Unfortunately, the optimizer still prefers the old plan without forcing the index, because on paper, 1.4k better than 5.1M. Basically, the optimizer’s estimate doesn’t account for the expensive length() calculations happening later. FORCE INDEX overrides the optimizer’s decision, since we know that reading ~5M precalculated values will be faster than calculating length() on the poorly filtered intermediate result set.
select
p.code,
r.id
from ProductDictionary as p FORCE INDEX(lcode_instrument)

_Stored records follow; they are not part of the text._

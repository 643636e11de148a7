use colored::Colorize;

use util::Timer;
use workflow::{Dep, Graph};

use crate::settings::Settings;

/// All interactions with the text UI should go through this struct.
pub struct Ui {
    /// -v setting, displays extra text info to user
    pub verbose: bool,
    /// keeps track of time for each step
    timer: Timer,
}

impl Ui {
    pub fn new(settings: &Settings) -> Self {
        Self {
            verbose: settings.verbose > 0,
            timer: Timer::now(),
        }
    }

    pub fn start_timer(&mut self) {
        if self.verbose {
            self.timer.reset();
        }
    }

    pub fn print_elapsed(&self, step: &str) {
        if self.verbose {
            self.timer.print_elapsed(step);
        }
    }

    pub fn verbose_msg(&self, msg: &str) {
        if self.verbose {
            eprintln!("{}", msg);
        }
    }

    pub fn verbose_progress(&self, msg: &str) {
        if self.verbose {
            eprint!("{}... ", msg.magenta());
        }
    }

    pub fn verbose_progress_debug<T: std::fmt::Debug>(&self, msg: &str, arg: T) {
        if self.verbose {
            eprint!("{} {:?}... ", msg.magenta(), arg);
        }
    }

    pub fn done(&self) {
        if self.verbose {
            eprintln!("{}.", "done".green());
        }
    }

    /// Print every task in the graph with its dependencies.
    pub fn print_graph(&self, graph: &Graph) {
        for task in graph.iter() {
            let deps: Vec<String> = task.deps.iter().map(format_dep).collect();
            if deps.is_empty() {
                println!("{}", task.id.green());
            } else {
                println!("{} <- {}", task.id.green(), deps.join(", "));
            }
            if let Some(description) = &task.description {
                println!("    {description}");
            }
            if self.verbose {
                println!("    {}", task.path.display());
            }
        }
    }

    pub fn task_finished(&self, id: &str, ok: bool) {
        if ok {
            eprintln!("{} {id}", "COMPLETED".green());
        } else {
            eprintln!("{} {id}", "FAILED".red());
        }
    }
}

fn format_dep(dep: &Dep) -> String {
    match dep {
        Dep::Task(id) => id.clone(),
        Dep::Group(ids) => format!("[{}]", ids.join(" | ")),
    }
}
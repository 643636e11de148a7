use std::cell::RefCell;
use std::future::Future;
use std::pin::Pin;
use std::rc::Rc;
use std::task::{Context, Poll};

use anyhow::Result;
use futures::channel::oneshot;

type Listener = Box<dyn FnOnce(&Result<()>)>;

#[derive(Default)]
struct State {
    sender: Option<oneshot::Sender<Result<()>>>,
    settled: bool,
    listeners: Vec<Listener>,
}

/// Completion handle handed to a task body as its `done` input.
///
/// Settling is first-wins: the first call to [`Done::complete`], [`Done::fail`]
/// or [`Done::settle`] decides the result, and every later call is ignored.
/// Clones share the same state.
#[derive(Clone, Default)]
pub struct Done {
    state: Rc<RefCell<State>>,
}

impl Done {
    /// Create a handle and the future that resolves once it settles.
    pub fn channel() -> (Self, Completion) {
        let (sender, receiver) = oneshot::channel();
        let done = Self {
            state: Rc::new(RefCell::new(State {
                sender: Some(sender),
                ..Default::default()
            })),
        };
        (done, Completion { receiver })
    }

    /// Signal success. Returns false if the handle had already settled.
    pub fn complete(&self) -> bool {
        self.settle(Ok(()))
    }

    /// Signal failure. Returns false if the handle had already settled.
    pub fn fail(&self, e: impl Into<anyhow::Error>) -> bool {
        self.settle(Err(e.into()))
    }

    pub fn settle(&self, result: Result<()>) -> bool {
        let (sender, listeners) = {
            let mut state = self.state.borrow_mut();
            if state.settled {
                return false;
            }
            state.settled = true;
            (state.sender.take(), std::mem::take(&mut state.listeners))
        };

        for listener in listeners {
            listener(&result);
        }
        if let Some(sender) = sender {
            // nobody is waiting for the result any more; that's fine.
            let _ = sender.send(result);
        }
        true
    }

    pub fn is_settled(&self) -> bool {
        self.state.borrow().settled
    }

    /// Run `f` once, when this handle settles.
    /// Listeners added after settling never run.
    pub fn subscribe(&self, f: impl FnOnce(&Result<()>) + 'static) {
        let mut state = self.state.borrow_mut();
        if !state.settled {
            state.listeners.push(Box::new(f));
        }
    }

    /// True if both handles share the same state.
    pub fn same(&self, other: &Done) -> bool {
        Rc::ptr_eq(&self.state, &other.state)
    }
}

impl std::fmt::Debug for Done {
    fn fmt(&self, f: &mut std::fmt::Formatter<'_>) -> std::fmt::Result {
        write!(f, "Done(settled: {})", self.is_settled())
    }
}

/// Resolves with the result a [`Done`] settled with.
///
/// If every `Done` handle is dropped without settling,
/// this future stays pending forever.
pub struct Completion {
    receiver: oneshot::Receiver<Result<()>>,
}

impl Future for Completion {
    type Output = Result<()>;

    fn poll(mut self: Pin<&mut Self>, cx: &mut Context<'_>) -> Poll<Self::Output> {
        match Pin::new(&mut self.receiver).poll(cx) {
            Poll::Ready(Ok(result)) => Poll::Ready(result),
            // sender dropped unsettled: nothing can complete us now.
            Poll::Ready(Err(oneshot::Canceled)) => Poll::Pending,
            Poll::Pending => Poll::Pending,
        }
    }
}

#[cfg(test)]
mod test {
    use super::*;
    use futures::executor::block_on;
    use futures::FutureExt;
    use std::cell::Cell;

    #[test]
    fn test_first_settle_wins() -> Result<()> {
        let (done, completion) = Done::channel();
        assert!(done.complete());
        assert!(!done.fail(anyhow::anyhow!("too late")));
        assert!(!done.clone().complete());
        block_on(completion)?;
        Ok(())
    }

    #[test]
    fn test_failure() {
        let (done, completion) = Done::channel();
        done.clone().fail(anyhow::anyhow!("broken"));
        let e = block_on(completion).unwrap_err();
        assert_eq!("broken", e.to_string());
    }

    #[test]
    fn test_listeners_fire_once() {
        let (done, _completion) = Done::channel();
        let count = Rc::new(Cell::new(0));
        let counter = count.clone();
        done.subscribe(move |result| {
            assert!(result.is_ok());
            counter.set(counter.get() + 1);
        });
        done.complete();
        done.complete();
        assert_eq!(1, count.get());

        // too late to listen:
        let counter = count.clone();
        done.subscribe(move |_| counter.set(counter.get() + 1));
        assert_eq!(1, count.get());
    }

    #[test]
    fn test_dropped_handle_never_completes() {
        let (done, completion) = Done::channel();
        drop(done);
        assert!(completion.now_or_never().is_none());
    }

    #[test]
    fn test_same() {
        let (a, _) = Done::channel();
        let (b, _) = Done::channel();
        assert!(a.same(&a.clone()));
        assert!(!a.same(&b));
    }
}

inner join RuleDictionary as r on r.rule_set_id=p.rule_set_id and r.module_id=p.module_id
where length(p.class)<3
and p.code_length=12
and p.type in ('X','Y','Z');
Checking the output:
{results omitted}
215719 rows in set (20.59 sec)
This is now indeed faster (47.7s -> 20.6s giving us a 57% speed boost), while giving the same result as desired. The table isn’t extremely huge, so the extra disk space needed for the generated column was an acceptable tradeoff here.
In cases where the workload is more write heavy, but light on reads, a VIRTUAL column might be preferred, where the data is not stored on disk (therefore having no write penalty), and the result is calculated during the runtime of the SELECT queries. As this problem was part of a data pipeline, the PERSISTENT is a better choice, as the underlying data doesn’t receive continuous streams of changes.
For MySQL readers: you may opt for creating a functional index like:
ALTER TABLE ProductDictionary ADD INDEX lcode_instrument((length(code)), type);
Which should achieve a similar result.
Conclusion
Using the generated column didn’t end up being a massive performance improvement in this particular situation, but when it comes to time sensitive data pipelines, every second matters, and this is an easy concept to take in for potential future use cases.
As a sidenote, it is interesting to note that fewer rows expected by the optimizer in EXPLAIN does not always translate to a faster query, even if it usually does. If the option with the fewer rows runs slower, it might mean that it is worth to check on how and when the filtering happens.